The government’s stance is keeping investors away, as is the prime minister himself

Editorial: Deeds

The need for investments fortunately was underlined by the prime minister at this year’s Thessaloniki International Fair, but also in the past, but those calls were not accompanied by deeds.

It was shortly before the January, 2015, elections that the current prime minister and then main opposition leader in parliament warned foreign investors not to invest in our country because “they will lose their money”.

Mr. Tsipras himself has changed, as he admitted in the European Parliament yesterday. That change fortunately includes the understanding that the country needs investments to achieve economic growth and create jobs.

The need for investments fortunately was underlined by the prime minister at this year’s Thessaloniki International Fair, but also in the past. Unfortunately, however, his words were not accompanied by deeds.

The government’s stance is keeping investors away, as is the prime minister himself, when he says that a hospital was “almost stolen” from the state. What will prospective investors assume after such a declaration – that they may face a prison term if they invest?
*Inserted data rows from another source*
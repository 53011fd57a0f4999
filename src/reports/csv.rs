use crate::domain::Order;
use crate::orders::is_synced;

pub const CSV_HEADER: &str = "Order ID,Order Number,Customer Name,Phone,Email,Address,Items,Total,Status,Date,Payment Method,Sync Status";

/// One header line plus one fully quoted line per order. The sync column compares
/// each order against the user-submitted collection.
pub fn export_csv(orders: &[Order], submitted: &[Order]) -> String {
    let mut out = String::with_capacity(CSV_HEADER.len() + orders.len() * 128);
    out.push_str(CSV_HEADER);
    out.push('\n');
    for order in orders {
        let address = order
            .delivery_address
            .as_deref()
            .unwrap_or_default()
            .replace("\r\n", ", ")
            .replace('\n', ", ");
        let sync = if is_synced(order, submitted) {
            "Synced"
        } else {
            "Not Synced"
        };
        let fields = [
            order.id.to_string(),
            order.order_number.clone().unwrap_or_default(),
            order.customer_name.clone().unwrap_or_default(),
            order.customer_phone.clone().unwrap_or_default(),
            order.customer_email.clone().unwrap_or_default(),
            address,
            order.items.summary(),
            order.total.to_string(),
            order.status.to_string(),
            order.date.clone().unwrap_or_default(),
            order.payment_method.clone().unwrap_or_default(),
            sync.to_string(),
        ];
        let line: Vec<String> = fields.iter().map(|field| quote(field)).collect();
        out.push_str(&line.join(","));
        out.push('\n');
    }
    out
}

fn quote(field: &str) -> String {
    format!("\"{}\"", field.replace('"', "\"\""))
}

#[cfg(test)]
mod tests {
    use super::*;
    use crate::domain::{LineItem, OrderId, OrderItems, OrderStatus};
    use rust_decimal::Decimal;
    use std::str::FromStr;

    #[test]
    fn two_orders_make_three_lines() {
        let orders = vec![
            Order::new(OrderId(1), "A1", OrderStatus::Pending, Decimal::from_str("10.50").unwrap()),
            Order::new(OrderId(2), "A2", OrderStatus::Delivered, Decimal::from(5)),
        ];
        let csv = export_csv(&orders, &orders[..1]);
        let lines: Vec<&str> = csv.lines().collect();

        assert_eq!(lines.len(), 3);
        assert_eq!(lines[0], CSV_HEADER);
        assert_eq!(
            lines[1],
            r#""1","A1","","","","","","10.50","Pending","","","Synced""#
        );
        assert_eq!(
            lines[2],
            r#""2","A2","","","","","","5","Delivered","","","Not Synced""#
        );
    }

    #[test]
    fn quotes_doubled_and_address_flattened() {
        let mut order = Order::new(OrderId(7), "A7", OrderStatus::Processing, Decimal::from(20))
            .with_customer("Ravi \"RK\" Kumar", "555")
            .with_items(OrderItems::Lines(vec![
                LineItem::new("Milk", 2, Decimal::from(5)),
                LineItem::new("Bread", 1, Decimal::from(10)),
            ]));
        order.delivery_address = Some("Flat 4\r\nMG Road\nBengaluru".to_string());

        let csv = export_csv(&[order], &[]);
        let row = csv.lines().nth(1).unwrap();
        assert!(row.contains(r#""Ravi ""RK"" Kumar""#));
        assert!(row.contains(r#""Flat 4, MG Road, Bengaluru""#));
        assert!(row.contains(r#""Milk x2; Bread x1""#));
    }

    #[test]
    fn legacy_text_items_pass_through() {
        let order = Order::new(OrderId(9), "A9", OrderStatus::Pending, Decimal::from(3))
            .with_items(OrderItems::Description("2kg rice".to_string()));
        assert!(export_csv(&[order], &[]).contains(r#""2kg rice""#));
    }
}
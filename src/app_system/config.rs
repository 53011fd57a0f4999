use std::time::Duration;

use crate::error::ConfigError;

pub const DEFAULT_BUFFER_SIZE: usize = 100;
pub const DEFAULT_REFRESH_INTERVAL: Duration = Duration::from_secs(30);
pub const DEFAULT_LOG_FILTER: &str = "info";

pub const REFRESH_ENV: &str = "ORDER_ADMIN_REFRESH_MS";
pub const BUFFER_ENV: &str = "ORDER_ADMIN_BUFFER";
pub const LOG_ENV: &str = "RUST_LOG";

/// Startup settings for [`OrderSystem`](super::OrderSystem).
///
/// A refresh interval persisted by an earlier session takes precedence over
/// `refresh_interval`; a zero interval disables auto-refresh.
#[derive(Debug, Clone, PartialEq, Eq)]
pub struct AdminConfig {
    pub buffer_size: usize,
    pub refresh_interval: Duration,
    pub log_filter: String,
}

impl Default for AdminConfig {
    fn default() -> Self {
        Self {
            buffer_size: DEFAULT_BUFFER_SIZE,
            refresh_interval: DEFAULT_REFRESH_INTERVAL,
            log_filter: DEFAULT_LOG_FILTER.to_string(),
        }
    }
}

impl AdminConfig {
    pub fn from_env() -> Result<Self, ConfigError> {
        Self::from_lookup(|key| std::env::var(key).ok())
    }

    /// Defaults overridden by whatever `lookup` returns for each variable.
    pub fn from_lookup(lookup: impl Fn(&str) -> Option<String>) -> Result<Self, ConfigError> {
        let mut config = Self::default();
        if let Some(raw) = lookup(REFRESH_ENV) {
            config.refresh_interval = Duration::from_millis(parse(REFRESH_ENV, &raw)?);
        }
        if let Some(raw) = lookup(BUFFER_ENV) {
            let size: usize = parse(BUFFER_ENV, &raw)?;
            if size == 0 {
                return Err(invalid(BUFFER_ENV, &raw));
            }
            config.buffer_size = size;
        }
        if let Some(filter) = lookup(LOG_ENV).filter(|f| !f.trim().is_empty()) {
            config.log_filter = filter;
        }
        Ok(config)
    }
}

fn parse<T: std::str::FromStr>(key: &str, raw: &str) -> Result<T, ConfigError> {
    raw.trim().parse().map_err(|_| invalid(key, raw))
}

fn invalid(key: &str, raw: &str) -> ConfigError {
    ConfigError::InvalidValue {
        key: key.to_string(),
        value: raw.to_string(),
    }
}

#[cfg(test)]
mod tests {
    use super::*;
    use std::collections::HashMap;

    fn lookup(pairs: &[(&str, &str)]) -> impl Fn(&str) -> Option<String> {
        let vars: HashMap<String, String> = pairs
            .iter()
            .map(|(k, v)| (k.to_string(), v.to_string()))
            .collect();
        move |key| vars.get(key).cloned()
    }

    #[test]
    fn defaults_without_variables() {
        let config = AdminConfig::from_lookup(lookup(&[])).unwrap();
        assert_eq!(config, AdminConfig::default());
        assert_eq!(config.refresh_interval, Duration::from_millis(30_000));
    }

    #[test]
    fn variables_override_defaults() {
        let config = AdminConfig::from_lookup(lookup(&[
            (REFRESH_ENV, "0"),
            (BUFFER_ENV, " 8 "),
            (LOG_ENV, "grocery_orders=debug"),
        ]))
        .unwrap();
        assert!(config.refresh_interval.is_zero());
        assert_eq!(config.buffer_size, 8);
        assert_eq!(config.log_filter, "grocery_orders=debug");
    }

    #[test]
    fn malformed_values_are_rejected() {
        let err = AdminConfig::from_lookup(lookup(&[(REFRESH_ENV, "soon")])).unwrap_err();
        assert_eq!(
            err,
            ConfigError::InvalidValue {
                key: REFRESH_ENV.to_string(),
                value: "soon".to_string()
            }
        );
        assert!(AdminConfig::from_lookup(lookup(&[(BUFFER_ENV, "0")])).is_err());
    }
}
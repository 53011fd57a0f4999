use std::fmt;

use chrono::{DateTime, Utc};
use serde::{Deserialize, Serialize};

use super::OrderId;

#[derive(Debug, Clone, Copy, PartialEq, Eq, Hash, Serialize, Deserialize)]
#[serde(rename_all = "snake_case")]
pub enum NotificationKind {
    NewOrder,
    StatusChanged,
    OrderSynced,
    #[serde(other)]
    Other,
}

impl fmt::Display for NotificationKind {
    fn fmt(&self, f: &mut fmt::Formatter<'_>) -> fmt::Result {
        let label = match self {
            NotificationKind::NewOrder => "new_order",
            NotificationKind::StatusChanged => "status_changed",
            NotificationKind::OrderSynced => "order_synced",
            NotificationKind::Other => "other",
        };
        f.write_str(label)
    }
}

/// An entry in the admin notification feed. Only `read` ever changes.
#[derive(Debug, Clone, PartialEq, Serialize, Deserialize)]
#[serde(rename_all = "camelCase")]
pub struct Notification {
    pub id: u64,
    #[serde(rename = "type")]
    pub kind: NotificationKind,
    pub order_id: OrderId,
    pub order_number: String,
    pub message: String,
    pub time: DateTime<Utc>,
    #[serde(default)]
    pub read: bool,
}
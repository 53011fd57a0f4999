use std::fmt;

use serde::{Deserialize, Serialize};

use crate::domain::{Order, OrderStatus};
use crate::error::OrderError;

/// Dashboard buttons, mapped onto status changes by [`OrderStatus::next_for`].
#[derive(Debug, Clone, Copy, PartialEq, Eq, Hash, Serialize, Deserialize)]
#[serde(rename_all = "snake_case")]
pub enum OrderAction {
    Accept,
    Reject,
    Advance,
    Cancel,
}

impl fmt::Display for OrderAction {
    fn fmt(&self, f: &mut fmt::Formatter<'_>) -> fmt::Result {
        let label = match self {
            OrderAction::Accept => "accept",
            OrderAction::Reject => "reject",
            OrderAction::Advance => "advance",
            OrderAction::Cancel => "cancel",
        };
        f.write_str(label)
    }
}

impl OrderStatus {
    /// Transition table for dashboard actions.
    pub fn next_for(self, action: OrderAction) -> Option<OrderStatus> {
        use OrderAction::*;
        use OrderStatus::*;
        match (self, action) {
            (Pending, Accept | Advance) => Some(Processing),
            (Pending, Reject) => Some(Cancelled),
            (Processing, Advance) => Some(OutForDelivery),
            (OutForDelivery, Advance) => Some(Delivered),
            (Processing | OutForDelivery, Cancel) => Some(Cancelled),
            _ => None,
        }
    }

    pub fn available_actions(self) -> Vec<OrderAction> {
        [
            OrderAction::Accept,
            OrderAction::Reject,
            OrderAction::Advance,
            OrderAction::Cancel,
        ]
        .into_iter()
        .filter(|action| self.next_for(*action).is_some())
        .collect()
    }
}

/// Returns `order` moved to `new_status`.
///
/// Terminal orders are never reopened. Any other status may be overwritten, which
/// the bulk dashboard actions rely on. `updated_at` always moves forward, even when
/// the clock has not.
pub fn transition(
    order: &Order,
    new_status: OrderStatus,
    updated_by: Option<&str>,
    now_millis: i64,
) -> Result<Order, OrderError> {
    if order.status.is_terminal() {
        return Err(OrderError::InvalidTransition {
            id: order.id,
            from: order.status,
            requested: new_status.to_string(),
        });
    }

    let mut next = order.clone();
    next.status = new_status;
    next.updated_at = Some(match order.updated_at {
        Some(previous) if previous >= now_millis => previous + 1,
        _ => now_millis,
    });
    if let Some(actor) = updated_by {
        next.updated_by = Some(actor.to_string());
    }
    Ok(next)
}

pub fn apply_action(
    order: &Order,
    action: OrderAction,
    updated_by: Option<&str>,
    now_millis: i64,
) -> Result<Order, OrderError> {
    let target = order
        .status
        .next_for(action)
        .ok_or_else(|| OrderError::InvalidTransition {
            id: order.id,
            from: order.status,
            requested: action.to_string(),
        })?;
    transition(order, target, updated_by, now_millis)
}

#[cfg(test)]
mod tests {
    use super::*;
    use crate::domain::OrderId;
    use rust_decimal::Decimal;

    fn order(status: OrderStatus) -> Order {
        Order::new(OrderId(1001), "A1001", status, Decimal::from(450))
    }

    #[test]
    fn pending_to_processing_stamps_metadata() {
        let next = transition(&order(OrderStatus::Pending), OrderStatus::Processing, Some("admin"), 50).unwrap();
        assert_eq!(next.status, OrderStatus::Processing);
        assert_eq!(next.updated_at, Some(50));
        assert_eq!(next.updated_by.as_deref(), Some("admin"));
    }

    #[test]
    fn updated_at_moves_forward_on_a_stalled_clock() {
        let mut current = order(OrderStatus::Pending);
        current.updated_at = Some(80);
        let next = transition(&current, OrderStatus::Processing, None, 80).unwrap();
        assert_eq!(next.updated_at, Some(81));
        assert_eq!(next.updated_by, None);
    }

    #[test]
    fn terminal_orders_reject_every_transition() {
        for terminal in [OrderStatus::Delivered, OrderStatus::Cancelled] {
            for target in OrderStatus::ALL {
                let err = transition(&order(terminal), target, None, 1).unwrap_err();
                assert!(matches!(err, OrderError::InvalidTransition { from, .. } if from == terminal));
            }
        }
    }

    #[test]
    fn action_table() {
        use OrderAction::*;
        use OrderStatus::*;
        assert_eq!(Pending.next_for(Accept), Some(Processing));
        assert_eq!(Pending.next_for(Reject), Some(Cancelled));
        assert_eq!(Processing.next_for(Advance), Some(OutForDelivery));
        assert_eq!(Processing.next_for(Cancel), Some(Cancelled));
        assert_eq!(OutForDelivery.next_for(Advance), Some(Delivered));
        assert_eq!(OutForDelivery.next_for(Cancel), Some(Cancelled));
        assert_eq!(Processing.next_for(Accept), None);
        assert!(Delivered.available_actions().is_empty());
        assert!(Cancelled.available_actions().is_empty());
    }

    #[test]
    fn action_outside_table_is_invalid() {
        let err = apply_action(&order(OrderStatus::Processing), OrderAction::Reject, None, 1).unwrap_err();
        assert_eq!(
            err,
            OrderError::InvalidTransition {
                id: OrderId(1001),
                from: OrderStatus::Processing,
                requested: "reject".to_string(),
            }
        );
    }
}
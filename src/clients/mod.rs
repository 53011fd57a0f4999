#[macro_use]
mod macros;

pub mod order_client;

pub use order_client::OrderClient;
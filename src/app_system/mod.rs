//! System orchestration: configuration, startup, the auto-refresh timer, tracing
//! setup and shutdown.

pub mod config;
pub mod order_system;
pub mod refresh;
pub mod tracing;

pub use config::*;
pub use order_system::*;
pub use refresh::*;
pub use self::tracing::*;
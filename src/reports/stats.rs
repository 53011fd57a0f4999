use std::collections::HashSet;

use chrono::{DateTime, Utc};
use rust_decimal::Decimal;
use serde::{Deserialize, Serialize};

use crate::domain::{Order, OrderStatus};

/// Dashboard headline figures.
#[derive(Debug, Clone, Default, PartialEq, Eq, Serialize, Deserialize)]
pub struct OrderStats {
    pub total_orders: usize,
    pub pending: usize,
    pub revenue: Decimal,
    pub unique_customers: usize,
    pub orders_today: usize,
}

impl OrderStats {
    pub fn compute(orders: &[Order], now: DateTime<Utc>) -> Self {
        let today = now.date_naive();
        let phones: HashSet<&str> = orders.iter().filter_map(Order::phone).collect();
        Self {
            total_orders: orders.len(),
            pending: orders
                .iter()
                .filter(|order| order.status == OrderStatus::Pending)
                .count(),
            revenue: orders.iter().map(|order| order.total).sum(),
            unique_customers: phones.len(),
            orders_today: orders
                .iter()
                .filter(|order| order.placed_at().is_some_and(|at| at.date_naive() == today))
                .count(),
        }
    }
}
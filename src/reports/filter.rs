use chrono::{DateTime, Duration, Months, Utc};
use serde::{Deserialize, Serialize};

use crate::domain::{Order, OrderStatus};

#[derive(Debug, Clone, Copy, PartialEq, Eq, Default, Serialize, Deserialize)]
#[serde(rename_all = "snake_case")]
pub enum TimeWindow {
    #[default]
    All,
    /// Same UTC calendar day as now.
    Today,
    /// The last seven days.
    Week,
    /// Since the same day last month.
    Month,
}

impl TimeWindow {
    pub fn contains(self, placed_at: DateTime<Utc>, now: DateTime<Utc>) -> bool {
        match self {
            TimeWindow::All => true,
            TimeWindow::Today => placed_at.date_naive() == now.date_naive(),
            TimeWindow::Week => placed_at >= now - Duration::days(7),
            TimeWindow::Month => match now.checked_sub_months(Months::new(1)) {
                Some(month_ago) => placed_at >= month_ago,
                None => true,
            },
        }
    }
}

/// Dashboard list filter. Every criterion left empty matches everything.
#[derive(Debug, Clone, Default, PartialEq, Eq, Serialize, Deserialize)]
pub struct OrderFilter {
    pub status: Option<OrderStatus>,
    pub window: TimeWindow,
    pub search: Option<String>,
}

impl OrderFilter {
    pub fn status(mut self, status: OrderStatus) -> Self {
        self.status = Some(status);
        self
    }

    pub fn window(mut self, window: TimeWindow) -> Self {
        self.window = window;
        self
    }

    pub fn search(mut self, text: impl Into<String>) -> Self {
        self.search = Some(text.into());
        self
    }

    pub fn matches(&self, order: &Order, now: DateTime<Utc>) -> bool {
        if self.status.is_some_and(|status| order.status != status) {
            return false;
        }
        if self.window != TimeWindow::All {
            match order.placed_at() {
                Some(placed_at) if self.window.contains(placed_at, now) => {}
                _ => return false,
            }
        }
        match self.search.as_deref().map(str::trim) {
            Some(needle) if !needle.is_empty() => searchable_text(order).contains(&needle.to_lowercase()),
            _ => true,
        }
    }

    pub fn apply<'a>(&self, orders: &'a [Order], now: DateTime<Utc>) -> Vec<&'a Order> {
        orders.iter().filter(|order| self.matches(order, now)).collect()
    }
}

fn searchable_text(order: &Order) -> String {
    let id = order.id.to_string();
    [
        order.customer_name.as_deref(),
        order.customer_phone.as_deref(),
        order.customer_email.as_deref(),
        order.delivery_address.as_deref(),
        order.order_number.as_deref(),
        Some(id.as_str()),
    ]
    .into_iter()
    .flatten()
    .collect::<Vec<_>>()
    .join(" ")
    .to_lowercase()
}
Another thing that is shooing away investors is the Folli Follie scandal, which remains open due to the mishandling of the case by authorities. The same holds true for the delays in the investment in the development of the seaside Elliniko area, as well as other cases.

Prime Ministers and governments are judged by their deeds, not by their words. Investments do not come from rhetorical invitations, but rather from the creation of a suitable investment environment.

The prime minister has a duty to create that environment, not only because in the past he himself shooed away investors, but because hundreds of thousands of our fellow citizens are in search of employment.